When seeing MarketPulse in action, many people have asked me about how response curves work, and what they really mean. In this article, I'll show you a few examples of marketing response curves, and explain how they relate to the real world, and how they reflect the Return on Marketing Investment (ROMI) for different campaigns.
Assumptions behind the MarketPulse approach
In order for our approach to work, it needs to make three key assumptions:
- Marketing results are not random, but are heavily influenced by some of the things you and your competitors do, such as marketing, promotions, price changes, etc.
- Usually, the effects of these actions are not immediate, but take time to build up, and they also last for a period of time, decaying until the effect has died out
- It is not necessarily productive to try to understand these effects from a behavioural point of view; rather, it is possible to get insight by taking a purely data-driven, quantitative approach
The second of these points is manifested by using response curves to model the effect that each marketing action has on sales, from the time the action takes place, until it no longer has any effect.
Response Curves: Some Examples
The graphs below (from screenshots of an actual model using our software) show response profiles for some representative marketing activities. The one on the left (blue curve) shows the effect of TV advertising, while the one on the right shows the same blue curve, but also the effect of press spend (green curve) superimposed.
These response curves show the impact on sales from one unit of spend (say, one dollar or pound) over a 10 week period.
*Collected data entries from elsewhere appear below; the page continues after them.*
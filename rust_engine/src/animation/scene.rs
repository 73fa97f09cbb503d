//! 求值结果的推送目标
//!
//! 动作本身不持有场景或模型；求值后通过这两个 trait 把结果写给调用方。

use glam::{Quat, Vec3, Vec4};

use super::motion_track::{
    AssetFrameTransform, CameraFrameTransform, LightFrameTransform, ModelFrameState,
    ProjectFrameState,
};

/// 场景（相机 / 光照 / 工程）
pub trait SceneTarget {
    fn set_camera(&mut self, camera: &CameraFrameTransform);

    fn set_light(&mut self, light: &LightFrameTransform);

    fn set_project(&mut self, _project: &ProjectFrameState) {}
}

/// 模型（骨骼 / Morph / 模型状态 / 特效 / 配件）
pub trait ModelTarget {
    /// 用于与 `Motion::set_parent_model_ref` 比对
    fn name(&self) -> &str;

    fn set_bone_translation(&mut self, bone_name: &str, translation: Vec3);

    fn set_bone_rotation(&mut self, bone_name: &str, rotation: Quat);

    fn set_morph_weight(&mut self, morph_name: &str, weight: f32);

    fn set_model_state(&mut self, _state: &ModelFrameState) {}

    fn set_ik_enabled(&mut self, _bone_name: &str, _enabled: bool) {}

    fn set_effect_parameter(&mut self, _parameter_name: &str, _value: Vec4) {}

    fn set_asset_transform(&mut self, _asset: &AssetFrameTransform) {}
}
Note the following:
- TV reaches a higher peak (just under 0.4) than press (about 0.3)
- TV reaches this peak faster, within about a week versus about 10 days for press
- However, TV decays much more quickly (by around week 5), while the effect of press lasts longer (still having an effect at week 10, where the graph ends)
- The net effect is that, although the press curve is not has high, it lasts longer, and the total area under the curve is greater for press (about 0.12 for press versus 0.09 for TV, shown in the graph legend)
So these response curves suggest that press is having a greater effect than TV for the same amount of money spent, even though it has a lower peak and takes longer to get there.
For another example, the graph to the right shows the effects of a promotion campaign, and is actually composed of two different effects:
The total area under the combined curve is what matters (.039), showing that the positive effect (.122) more than offsets the negative effect (-.084), suggesting that this campaign had a positive ROI.
Response Curves: their Meaning for ROMI
The examples above should make it clear that response curves show the impact on sales of £1 of spend, over time. Some marketing ROI metrics attempt to give you the total impact, but we believe the time profile is more useful and interesting because:
- It tells a rich "story" about the effect of each marketing lever, which makes more sense and allows for deeper comparison and understanding
- It allows you to compare different campaigns of the same type, along measurable dimensions (e.g., peak, time to reach peak, length of decay, and "shape")
- It makes possible the optimization techniques we deploy in MarketPulse, which allow for a better fit (for the right reasons) than standard multivariate regression
The meaning for Return on Marketing Investment is that the area under the curve is your total return, not just the peak impact on sales. This is an important and practical insight.
How we get response curves and use them
We derive response curves for our clients using our proprietary software, which manages a database of spend on all known drivers, and uses several optimization algorithms to estimate the response curves against known output metrics such as sales or market share. During the process, we examine the variance between predicted and actual sales, to help identify where critical drivers have been missed, and have identified several unobserved market dynamics this way.
Although we inspect the curves to make sure they are reasonable, it is important to note that the approach is data driven, and does not use inputs such as expected impact or duration in the process. We have found that this purely data-driven approach is robust and reliable.
The resulting curves are very useful. In additional to "explaining" how various marketing actions impact sales, they help us to create and interpret scenarios around different marketing spend allocations. This helps to improve company results, by reducing spend on less productive activities, and increasing those activities that work.